- Directions -
How do the records below read from their first line through the line containing "-> Result<DateTime<Tz>, TimeError>"? Write those lines out exactly.

- Provided records -

_____

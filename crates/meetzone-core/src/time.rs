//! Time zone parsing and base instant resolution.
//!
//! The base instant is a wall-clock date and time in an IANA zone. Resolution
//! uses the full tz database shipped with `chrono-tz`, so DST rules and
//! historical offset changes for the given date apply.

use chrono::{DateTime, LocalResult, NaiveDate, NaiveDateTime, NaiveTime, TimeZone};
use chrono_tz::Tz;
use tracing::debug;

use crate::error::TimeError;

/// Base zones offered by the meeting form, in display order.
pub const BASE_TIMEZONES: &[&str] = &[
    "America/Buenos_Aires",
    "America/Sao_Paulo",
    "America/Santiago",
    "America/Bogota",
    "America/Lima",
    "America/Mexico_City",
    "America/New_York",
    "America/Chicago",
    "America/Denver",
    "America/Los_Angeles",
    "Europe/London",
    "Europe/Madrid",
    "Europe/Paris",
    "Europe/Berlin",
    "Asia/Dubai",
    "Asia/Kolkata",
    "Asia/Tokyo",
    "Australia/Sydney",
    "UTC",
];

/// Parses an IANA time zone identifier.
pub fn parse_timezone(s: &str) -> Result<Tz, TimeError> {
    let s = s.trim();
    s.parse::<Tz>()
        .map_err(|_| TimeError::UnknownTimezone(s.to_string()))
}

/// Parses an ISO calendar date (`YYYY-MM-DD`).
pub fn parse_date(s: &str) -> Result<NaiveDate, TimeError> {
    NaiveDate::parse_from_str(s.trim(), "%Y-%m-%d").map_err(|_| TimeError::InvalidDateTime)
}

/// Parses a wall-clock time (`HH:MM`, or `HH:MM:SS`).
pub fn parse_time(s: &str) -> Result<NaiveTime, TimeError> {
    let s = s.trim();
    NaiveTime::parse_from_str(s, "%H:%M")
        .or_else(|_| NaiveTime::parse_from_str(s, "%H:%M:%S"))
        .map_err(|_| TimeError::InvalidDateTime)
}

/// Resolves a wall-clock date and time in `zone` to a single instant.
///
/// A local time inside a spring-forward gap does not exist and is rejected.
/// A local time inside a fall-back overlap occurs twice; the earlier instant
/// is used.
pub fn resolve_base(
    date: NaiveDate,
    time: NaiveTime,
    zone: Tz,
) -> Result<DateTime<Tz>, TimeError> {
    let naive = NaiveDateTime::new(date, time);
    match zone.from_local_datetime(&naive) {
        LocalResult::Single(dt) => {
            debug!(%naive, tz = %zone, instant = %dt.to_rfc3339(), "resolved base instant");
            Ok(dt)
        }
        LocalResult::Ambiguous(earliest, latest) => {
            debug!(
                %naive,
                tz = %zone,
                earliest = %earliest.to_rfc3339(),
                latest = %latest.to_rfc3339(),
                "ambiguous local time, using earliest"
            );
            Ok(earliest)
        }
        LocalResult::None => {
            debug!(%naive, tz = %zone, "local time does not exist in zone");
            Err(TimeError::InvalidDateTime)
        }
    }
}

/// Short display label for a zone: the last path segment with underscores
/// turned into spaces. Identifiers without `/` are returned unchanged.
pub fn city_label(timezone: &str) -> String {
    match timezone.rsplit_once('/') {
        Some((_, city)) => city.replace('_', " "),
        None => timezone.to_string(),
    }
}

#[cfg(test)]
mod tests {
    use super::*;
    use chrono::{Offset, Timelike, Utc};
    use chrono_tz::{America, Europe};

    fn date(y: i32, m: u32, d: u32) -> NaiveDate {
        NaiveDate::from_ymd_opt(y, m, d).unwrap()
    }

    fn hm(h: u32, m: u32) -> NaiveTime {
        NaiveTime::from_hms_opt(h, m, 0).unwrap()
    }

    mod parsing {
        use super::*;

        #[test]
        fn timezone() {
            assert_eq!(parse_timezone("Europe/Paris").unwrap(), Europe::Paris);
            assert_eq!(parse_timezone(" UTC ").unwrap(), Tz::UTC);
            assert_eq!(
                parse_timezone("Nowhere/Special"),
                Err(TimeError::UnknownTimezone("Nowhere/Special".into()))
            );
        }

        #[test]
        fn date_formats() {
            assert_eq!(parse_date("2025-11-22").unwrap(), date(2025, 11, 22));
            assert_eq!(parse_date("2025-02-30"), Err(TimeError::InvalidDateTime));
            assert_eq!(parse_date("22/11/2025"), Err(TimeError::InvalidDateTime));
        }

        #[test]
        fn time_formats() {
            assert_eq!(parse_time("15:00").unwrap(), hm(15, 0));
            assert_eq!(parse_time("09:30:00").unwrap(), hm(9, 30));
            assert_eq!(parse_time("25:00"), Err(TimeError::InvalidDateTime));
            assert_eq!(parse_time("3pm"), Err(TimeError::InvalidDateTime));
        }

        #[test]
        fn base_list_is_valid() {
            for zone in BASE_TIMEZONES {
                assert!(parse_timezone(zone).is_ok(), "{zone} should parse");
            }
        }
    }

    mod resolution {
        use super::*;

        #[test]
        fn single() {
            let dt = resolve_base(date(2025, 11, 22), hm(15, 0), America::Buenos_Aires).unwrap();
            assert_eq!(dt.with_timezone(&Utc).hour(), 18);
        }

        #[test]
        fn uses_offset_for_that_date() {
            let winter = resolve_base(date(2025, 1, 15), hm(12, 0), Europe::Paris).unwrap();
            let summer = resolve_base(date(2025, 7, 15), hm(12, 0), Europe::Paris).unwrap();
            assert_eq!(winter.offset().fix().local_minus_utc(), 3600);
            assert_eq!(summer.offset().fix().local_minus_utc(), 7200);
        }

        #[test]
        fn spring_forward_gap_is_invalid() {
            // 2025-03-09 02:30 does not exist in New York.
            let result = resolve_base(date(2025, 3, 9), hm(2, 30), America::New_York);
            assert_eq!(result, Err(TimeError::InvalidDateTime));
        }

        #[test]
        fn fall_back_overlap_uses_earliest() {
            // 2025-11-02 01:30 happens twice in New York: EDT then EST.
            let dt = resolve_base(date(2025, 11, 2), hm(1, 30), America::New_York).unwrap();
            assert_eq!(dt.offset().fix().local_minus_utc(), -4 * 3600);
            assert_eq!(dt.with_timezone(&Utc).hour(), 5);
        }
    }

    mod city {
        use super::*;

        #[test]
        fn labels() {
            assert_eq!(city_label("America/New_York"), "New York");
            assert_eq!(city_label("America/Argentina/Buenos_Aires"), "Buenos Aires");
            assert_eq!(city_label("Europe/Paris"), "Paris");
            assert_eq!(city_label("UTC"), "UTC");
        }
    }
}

_____

- Completed task -
filename crates/meetzone-core/src/time.rs
//! Time zone parsing and base instant resolution.
//!
//! The base instant is a wall-clock date and time in an IANA zone. Resolution
//! uses the full tz database shipped with `chrono-tz`, so DST rules and
//! historical offset changes for the given date apply.

use chrono::{DateTime, LocalResult, NaiveDate, NaiveDateTime, NaiveTime, TimeZone};
use chrono_tz::Tz;
use tracing::debug;

use crate::error::TimeError;

/// Base zones offered by the meeting form, in display order.
pub const BASE_TIMEZONES: &[&str] = &[
    "America/Buenos_Aires",
    "America/Sao_Paulo",
    "America/Santiago",
    "America/Bogota",
    "America/Lima",
    "America/Mexico_City",
    "America/New_York",
    "America/Chicago",
    "America/Denver",
    "America/Los_Angeles",
    "Europe/London",
    "Europe/Madrid",
    "Europe/Paris",
    "Europe/Berlin",
    "Asia/Dubai",
    "Asia/Kolkata",
    "Asia/Tokyo",
    "Australia/Sydney",
    "UTC",
];

/// Parses an IANA time zone identifier.
pub fn parse_timezone(s: &str) -> Result<Tz, TimeError> {
    let s = s.trim();
    s.parse::<Tz>()
        .map_err(|_| TimeError::UnknownTimezone(s.to_string()))
}

/// Parses an ISO calendar date (`YYYY-MM-DD`).
pub fn parse_date(s: &str) -> Result<NaiveDate, TimeError> {
    NaiveDate::parse_from_str(s.trim(), "%Y-%m-%d").map_err(|_| TimeError::InvalidDateTime)
}

/// Parses a wall-clock time (`HH:MM`, or `HH:MM:SS`).
pub fn parse_time(s: &str) -> Result<NaiveTime, TimeError> {
    let s = s.trim();
    NaiveTime::parse_from_str(s, "%H:%M")
        .or_else(|_| NaiveTime::parse_from_str(s, "%H:%M:%S"))
        .map_err(|_| TimeError::InvalidDateTime)
}

/// Resolves a wall-clock date and time in `zone` to a single instant.
///
/// A local time inside a spring-forward gap does not exist and is rejected.
/// A local time inside a fall-back overlap occurs twice; the earlier instant
/// is used.
pub fn resolve_base(
    date: NaiveDate,
    time: NaiveTime,
    zone: Tz,
) -> Result<DateTime<Tz>, TimeError> {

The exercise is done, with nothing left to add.